Putting something new in the Anglican Church of Canada

The Anglican Church of Canada has a $600,000 deficit, churches are closing, buildings are being sold, and employees are being laid-off. Even the Anglican Book Centre is no more.

All this leads the ACoC’s general secretary, Michael Thompson to muse that “God is putting something new in the church.” Yes, he is: judgement.

Michael Thompson turned up at St. Hilda’s one Sunday a number of years ago; he was supposed to dissuade us from fleeing the Diocese of Niagara. He wasn’t entirely successful and, although I thought he was a nice enough well-intentioned fellow, he flatly admitted he didn’t quite know what he believed and he envied us our “certainty”.

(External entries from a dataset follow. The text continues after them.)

//! Parsers for `ss -[tu]lnp` and `netstat -[tu]lnp` output.
//!
//! Both are line oriented. Malformed rows are dropped without affecting
//! their neighbours, and records come out in input order.

use super::classify::parse_host;
use super::record::{ConnectionRecord, Protocol, Tool};

/// State given to netstat UDP rows, which carry no state column.
const UNCONNECTED: &str = "UNCONN";

/// Parse one tool's socket table.
pub fn parse(raw: &str, protocol: Protocol, tool: Tool) -> Vec<ConnectionRecord> {
    raw.trim()
        .lines()
        .skip(tool.header_lines())
        .filter_map(|line| {
            let cols: Vec<&str> = line.split_whitespace().collect();
            if cols.len() < tool.min_columns() {
                return None;
            }
            match tool {
                Tool::Ss => parse_ss_row(&cols, protocol),
                Tool::Netstat => parse_netstat_row(&cols, protocol),
            }
        })
        .collect()
}

// ---------------------------------------------------------------------------
// ss
// ---------------------------------------------------------------------------

// State Recv-Q Send-Q Local:Port Peer:Port [Process]
fn parse_ss_row(cols: &[&str], protocol: Protocol) -> Option<ConnectionRecord> {
    let (local, port) = split_local(cols[3])?;
    let remote = cols.get(4).and_then(|peer| remote_host(peer));
    let (pid, name) = if cols.len() > 5 {
        parse_ss_process(&cols[5..].join(" "))
    } else {
        (None, None)
    };
    Some(ConnectionRecord::new(port, protocol, cols[0], local, remote).with_owner(pid, name))
}

/// `users:(("sshd",pid=1234,fd=3),("sshd",pid=1240,fd=3))` → first owner.
fn parse_ss_process(desc: &str) -> (Option<u32>, Option<String>) {
    let Some((_, after_pid)) = desc.split_once("pid=") else {
        return (None, None);
    };
    let digits_end = after_pid
        .find(|c: char| !c.is_ascii_digit())
        .unwrap_or(after_pid.len());
    let Ok(pid) = after_pid[..digits_end].parse::<u32>() else {
        return (None, None);
    };
    let name = desc
        .split_once("((\"")
        .and_then(|(_, rest)| rest.split_once('"'))
        .map(|(name, _)| name)
        .filter(|name| !name.is_empty())
        .map(str::to_string);
    (Some(pid), name)
}

// ---------------------------------------------------------------------------
// netstat
// ---------------------------------------------------------------------------

// Proto Recv-Q Send-Q Local:Port Foreign:Port [State] PID/Program
fn parse_netstat_row(cols: &[&str], protocol: Protocol) -> Option<ConnectionRecord> {
    let (local, port) = split_local(cols[3])?;
    let remote = remote_host(cols[4]);
    let (state, process) = if looks_like_process(cols[5]) {
        (UNCONNECTED, &cols[5..])
    } else {
        (cols[5], cols.get(6..).unwrap_or_default())
    };
    let (pid, name) = if process.is_empty() {
        (None, None)
    } else {
        parse_netstat_process(&process.join(" "))
    };
    Some(ConnectionRecord::new(port, protocol, state, local, remote).with_owner(pid, name))
}

/// `1234/python3` or `-`.
fn looks_like_process(token: &str) -> bool {
    token == "-"
        || token
            .split_once('/')
            .is_some_and(|(pid, _)| !pid.is_empty() && pid.bytes().all(|b| b.is_ascii_digit()))
}

fn parse_netstat_process(desc: &str) -> (Option<u32>, Option<String>) {
    let Some((pid, name)) = desc.split_once('/') else {
        return (None, None);
    };
    let Ok(pid) = pid.parse::<u32>() else {
        return (None, None);
    };
    let name = name.trim();
    (Some(pid), (!name.is_empty()).then(|| name.to_string()))
}

// ---------------------------------------------------------------------------
// Endpoints
// ---------------------------------------------------------------------------

/// Split `addr:port` on the last colon. The address keeps its zone but
/// loses IPv6 brackets.
fn split_local(token: &str) -> Option<(String, u16)> {
    let (host, port) = token.rsplit_once(':')?;
    let port = port.parse::<u16>().ok()?;
    let host = strip_brackets(host);
    if host.is_empty() {
        return None;
    }
    Some((host.to_string(), port))
}

/// Peer host, or `None` for a wildcard peer (`*`, `*:*`, `0.0.0.0:*`,
/// `[::]:*`, `:::*`).
fn remote_host(token: &str) -> Option<String> {
    let (host, _port) = token.rsplit_once(':').unwrap_or((token, ""));
    let host = strip_brackets(host);
    if host.is_empty() || host == "*" {
        return None;
    }
    if parse_host(host).is_some_and(|ip| ip.is_unspecified()) {
        return None;
    }
    Some(host.to_string())
}

fn strip_brackets(host: &str) -> &str {
    host.strip_prefix('[')
        .and_then(|h| h.strip_suffix(']'))
        .unwrap_or(host)
}

#[cfg(test)]
mod tests {
    use super::*;
    use crate::ports::classify::is_local;

    const SS_TCP: &str = "\
State  Recv-Q Send-Q Local Address:Port  Peer Address:Port Process
LISTEN 0      128          0.0.0.0:22         0.0.0.0:*     users:((\"sshd\",pid=1234,fd=3))
LISTEN 0      511        127.0.0.1:6379       0.0.0.0:*     users:((\"redis-server\",pid=901,fd=6))
LISTEN 0      128             [::]:22            [::]:*     users:((\"sshd\",pid=1234,fd=4))
LISTEN 0      4096   [::ffff:127.0.0.1]:8888        *:*
";

    const NETSTAT_TCP: &str = "\
Active Internet connections (only servers)
Proto Recv-Q Send-Q Local Address           Foreign Address         State       PID/Program name
tcp        0      0 0.0.0.0:80              203.0.113.9:51000       ESTABLISHED 5678/nginx
tcp        0      0 127.0.0.1:5432          0.0.0.0:*               LISTEN      777/postgres
tcp6       0      0 :::22                   :::*                    LISTEN      -
";

    const NETSTAT_UDP: &str = "\
Active Internet connections (only servers)
Proto Recv-Q Send-Q Local Address           Foreign Address         State       PID/Program name
udp        0      0 127.0.0.53:53           0.0.0.0:*                           612/systemd-resolve
udp        0      0 0.0.0.0:68              0.0.0.0:*                           -
udp6       0      0 fe80::1%eth0:546        :::*                                803/dhclient
";

    #[test]
    fn ss_listen_line() {
        let raw = "State Recv-Q Send-Q Local Peer\n\
                   LISTEN 0 128 0.0.0.0:22 *:* users:((\"sshd\",pid=1234,fd=3))";
        let records = parse(raw, Protocol::Tcp, Tool::Ss);
        assert_eq!(records.len(), 1);
        let r = &records[0];
        assert_eq!(r.port, 22);
        assert_eq!(r.protocol, Protocol::Tcp);
        assert_eq!(r.state, "LISTEN");
        assert_eq!(r.pid, Some(1234));
        assert_eq!(r.process_name.as_deref(), Some("sshd"));
        assert_eq!(r.local_address, "0.0.0.0");
        assert_eq!(r.remote_address(), None);
        assert!(!r.is_foreign());
    }

    #[test]
    fn ss_table() {
        let records = parse(SS_TCP, Protocol::Tcp, Tool::Ss);
        assert_eq!(records.len(), 4);
        assert_eq!(records[1].process_name.as_deref(), Some("redis-server"));
        assert_eq!(records[1].local_address, "127.0.0.1");
        assert_eq!(records[2].local_address, "::");
        assert_eq!(records[2].port, 22);
        assert_eq!(records[3].local_address, "::ffff:127.0.0.1");
        assert_eq!(records[3].port, 8888);
        assert_eq!(records[3].pid, None);
        assert!(records.iter().all(|r| r.remote_address().is_none()));
    }

    #[test]
    fn netstat_established_line() {
        let records = parse(NETSTAT_TCP, Protocol::Tcp, Tool::Netstat);
        assert_eq!(records.len(), 3);
        let r = &records[0];
        assert_eq!(r.port, 80);
        assert_eq!(r.pid, Some(5678));
        assert_eq!(r.process_name.as_deref(), Some("nginx"));
        assert_eq!(r.remote_address(), Some("203.0.113.9"));
        assert_eq!(r.state, "ESTABLISHED");
        assert!(r.is_foreign());

        assert_eq!(records[2].local_address, "::");
        assert_eq!(records[2].pid, None);
        assert_eq!(records[2].state, "LISTEN");
    }

    #[test]
    fn netstat_udp_rows_get_unconn_state() {
        let records = parse(NETSTAT_UDP, Protocol::Udp, Tool::Netstat);
        assert_eq!(records.len(), 3);
        assert!(records.iter().all(|r| r.state == "UNCONN"));
        assert_eq!(records[0].pid, Some(612));
        assert_eq!(records[0].process_name.as_deref(), Some("systemd-resolve"));
        assert_eq!(records[1].pid, None);
        assert_eq!(records[2].local_address, "fe80::1%eth0");
        assert_eq!(records[2].port, 546);
    }

    #[test]
    fn short_line_is_dropped_without_affecting_neighbours() {
        let raw = "header\n\
                   LISTEN 0 128 0.0.0.0:22 *:*\n\
                   garbage line\n\
                   LISTEN 0 128 0.0.0.0:443 *:*";
        let records = parse(raw, Protocol::Tcp, Tool::Ss);
        let ports: Vec<u16> = records.iter().map(|r| r.port).collect();
        assert_eq!(ports, vec![22, 443]);
    }

    #[test]
    fn malformed_rows_are_skipped() {
        let raw = "header\n\
                   \n\
                   LISTEN 0 128 0.0.0.0:http *:*\n\
                   LISTEN 0 128 0.0.0.0 *:*\n\
                   LISTEN 0 128 :80 *:*\n\
                   LISTEN 0 128 0.0.0.0:70000 *:*\n\
                   LISTEN 0 128 10.0.0.1:8080 *:*";
        let records = parse(raw, Protocol::Tcp, Tool::Ss);
        assert_eq!(records.len(), 1);
        assert_eq!(records[0].port, 8080);
    }

    #[test]
    fn missing_ss_peer_column_is_wildcard() {
        let raw = "header\nUNCONN 0 0 0.0.0.0:5353";
        let records = parse(raw, Protocol::Udp, Tool::Ss);
        assert_eq!(records.len(), 1);
        assert_eq!(records[0].remote_address(), None);
        assert!(!records[0].is_foreign());
    }

    #[test]
    fn ipv6_remote_uses_last_colon() {
        let raw = "header\n\
                   ESTAB 0 0 [2001:db8::5]:443 [2001:db8::9]:50522";
        let records = parse(raw, Protocol::Tcp, Tool::Ss);
        assert_eq!(records[0].local_address, "2001:db8::5");
        assert_eq!(records[0].remote_address(), Some("2001:db8::9"));
        assert!(records[0].is_foreign());
    }

    #[test]
    fn ss_process_name_with_spaces() {
        let raw = "header\n\
                   LISTEN 0 10 127.0.0.1:9000 0.0.0.0:* users:((\"Web Content\",pid=42,fd=7))";
        let records = parse(raw, Protocol::Tcp, Tool::Ss);
        assert_eq!(records[0].pid, Some(42));
        assert_eq!(records[0].process_name.as_deref(), Some("Web Content"));
    }

    #[test]
    fn ss_process_without_pid_is_absent() {
        assert_eq!(parse_ss_process("users:((\"x\",fd=3))"), (None, None));
        assert_eq!(
            parse_ss_process("users:((\"a\",pid=10,fd=3),(\"b\",pid=11,fd=4))"),
            (Some(10), Some("a".to_string()))
        );
    }

    #[test]
    fn empty_input_yields_nothing() {
        assert!(parse("", Protocol::Tcp, Tool::Ss).is_empty());
        assert!(parse("   \n", Protocol::Udp, Tool::Netstat).is_empty());
    }

    #[test]
    fn foreign_flag_matches_classifier_for_every_record() {
        let mut all = parse(SS_TCP, Protocol::Tcp, Tool::Ss);
        all.extend(parse(NETSTAT_TCP, Protocol::Tcp, Tool::Netstat));
        all.extend(parse(NETSTAT_UDP, Protocol::Udp, Tool::Netstat));
        for r in &all {
            let expected = r.remote_address().is_some_and(|a| !is_local(a));
            assert_eq!(r.is_foreign(), expected, "{r:?}");
        }
    }

    #[test]
    fn wildcard_peers() {
        for token in ["*", "*:*", "0.0.0.0:*", "[::]:*", ":::*", "[::]:0"] {
            assert_eq!(remote_host(token), None, "{token}");
        }
        assert_eq!(remote_host("8.8.8.8:53").as_deref(), Some("8.8.8.8"));
        assert_eq!(remote_host("192.168.1.1:*").as_deref(), Some("192.168.1.1"));
    }
}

To put it another way: he is an amiable but clueless cove; that’s how he ended up as general secretary to the ACoC.

From here:

Amid the fiscal challenges facing General Synod, Archdeacon Michael Thompson urged Anglicans “to be patient and kind with ourselves in this time of transition and transformation.”

“God is putting something new in the church,” Thompson told the Council of General Synod at its meeting Nov. 15 to 18.

Reflecting on his first year as general secretary of the Anglican Church of Canada, Thompson noted the “change in ecosystem of the way the church lives.” He likened it to the trail that he and his wife hike near Lake Superior, where land burnt by a forest fire is now home to healthy blueberry bushes. Could the church adapt to a similar challenge? he wondered. “We don’t have trees anymore, so God doesn’t expect us to be in the lumber business,” he said. “Can we figure out what to do with the blueberries?”

The national church is “being called by God into a bunch of new futures, not just one,” said Thompson, adding the goal is to discover what ministries it is being called to develop.

 

3 thoughts on “Putting something new in the Anglican Church of Canada

  1. I don’t envy anyone’s certainty. In my experience, certainty is highly conducive to unkindness. Human beings are a bewildered species at the best of times, but at least it helps to keeps us a little humble.